The Company has adopted the Plan, which authorizes the grant of Restricted Stock
Unit Awards to Employees, Non-Employee Directors, and Consultants. The Company
desires to give the Grantee a proprietary interest in the Company and its
Subsidiaries in recognition of the Grantee’s contributions and as an added
incentive to advance the interests of the Company and its Subsidiaries by
granting to the Grantee a Restricted Stock Unit Award pursuant to the Plan.
Accordingly, the parties agree as follows:
1. Grant of Award Units. The Company hereby grants to the Grantee a Restricted
Stock Unit Award (the “Award”) consisting of      units (the “Award Units”) that
will be settled in shares of the Company’s common stock, par value $0.01 per
share (the “Common Stock”), subject to the terms, conditions, and restrictions
set forth below and in the Plan. Reference in this Agreement to the Award Units
will be deemed to include the Dividend Proceeds (as defined in Section 3.3 of
this Agreement) with respect to such Award Units that are retained and held by
the Company as provided in Section 3.3 of this Agreement.
2. Grant Restriction.
2.1 Restriction and Forfeiture. The Grantee’s right to the Award Units and the
shares of Common Stock issuable under the Award Units will be fully vested at
the end of three (3) years from the Date of Grant (the “Vesting Period”),
subject to the Grantee remaining in continuous employment or service with the
Company or any Subsidiary during the Vesting Period; provided, however, that
such employment or service period restrictions (the “Restrictions”) will lapse
and terminate prior to end of the Vesting Period as set forth in Section 2.2
below (or as otherwise set forth in the Plan for any circumstance not
contemplated by the terms of Section 2.2).
2.2 Death, Disability, or other Termination of Employment or Service.
(a) Death or Disability.

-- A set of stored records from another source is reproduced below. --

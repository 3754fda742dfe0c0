//! Bearer token authorization for HTTP operations.
//!
//! Every route names its [`Operation`]; [`required_claims`] is the single place
//! that decides which `perm` entries an operation needs.

mod jwt;

pub use jwt::{Claims, JwtVerifier};

use crate::error::{AuthError, IngestError};
use axum::extract::{Request, State};
use axum::http::HeaderMap;
use axum::http::header::AUTHORIZATION;
use axum::middleware::Next;
use axum::response::Response;
use std::sync::Arc;
use tracing::warn;

#[derive(Debug, Clone, Copy, PartialEq, Eq)]
pub enum Operation {
    Online,
    Health,
    IngestLog,
}

pub fn required_claims(operation: Operation) -> &'static [&'static str] {
    match operation {
        Operation::Online | Operation::Health => &[],
        Operation::IngestLog => &["log"],
    }
}

/// Middleware state: the verifier plus the operation the guarded route performs.
#[derive(Debug, Clone)]
pub struct ClaimGate {
    verifier: Arc<JwtVerifier>,
    operation: Operation,
}

impl ClaimGate {
    pub fn new(verifier: Arc<JwtVerifier>, operation: Operation) -> Self {
        Self {
            verifier,
            operation,
        }
    }

    /// Check `headers` against the operation's required claims.
    pub fn check(&self, headers: &HeaderMap) -> Result<Option<Claims>, AuthError> {
        let required = required_claims(self.operation);
        if required.is_empty() {
            return Ok(None);
        }

        let claims = self.verifier.verify(bearer_token(headers)?)?;
        if let Some(missing) = required.iter().find(|claim| !claims.has_permission(claim)) {
            return Err(AuthError::MissingClaim { claim: *missing });
        }
        Ok(Some(claims))
    }
}

/// Use with `axum::middleware::from_fn_with_state(gate, authorize)`.
pub async fn authorize(
    State(gate): State<ClaimGate>,
    mut request: Request,
    next: Next,
) -> Result<Response, IngestError> {
    match gate.check(request.headers()) {
        Ok(Some(claims)) => {
            request.extensions_mut().insert(claims);
        }
        Ok(None) => {}
        Err(e) => {
            warn!(operation = ?gate.operation, path = %request.uri().path(), "Unauthorized request: {e}");
            return Err(e.into());
        }
    }
    Ok(next.run(request).await)
}

fn bearer_token(headers: &HeaderMap) -> Result<&str, AuthError> {
    let value = headers
        .get(AUTHORIZATION)
        .and_then(|v| v.to_str().ok())
        .ok_or(AuthError::MissingToken)?;
    let (scheme, token) = value.split_once(' ').ok_or(AuthError::MissingToken)?;
    let token = token.trim();
    if !scheme.eq_ignore_ascii_case("bearer") || token.is_empty() {
        return Err(AuthError::MissingToken);
    }
    Ok(token)
}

In the event that the Grantee’s employment or service
is terminated prior to the end of the Vesting Period due to the Grantee’s death
or Disability, the Restrictions applicable to the Award Units will immediately
lapse and terminate, and the shares of Common Stock to be issued in settlement
of the Award Units will be issued as soon as reasonably possible.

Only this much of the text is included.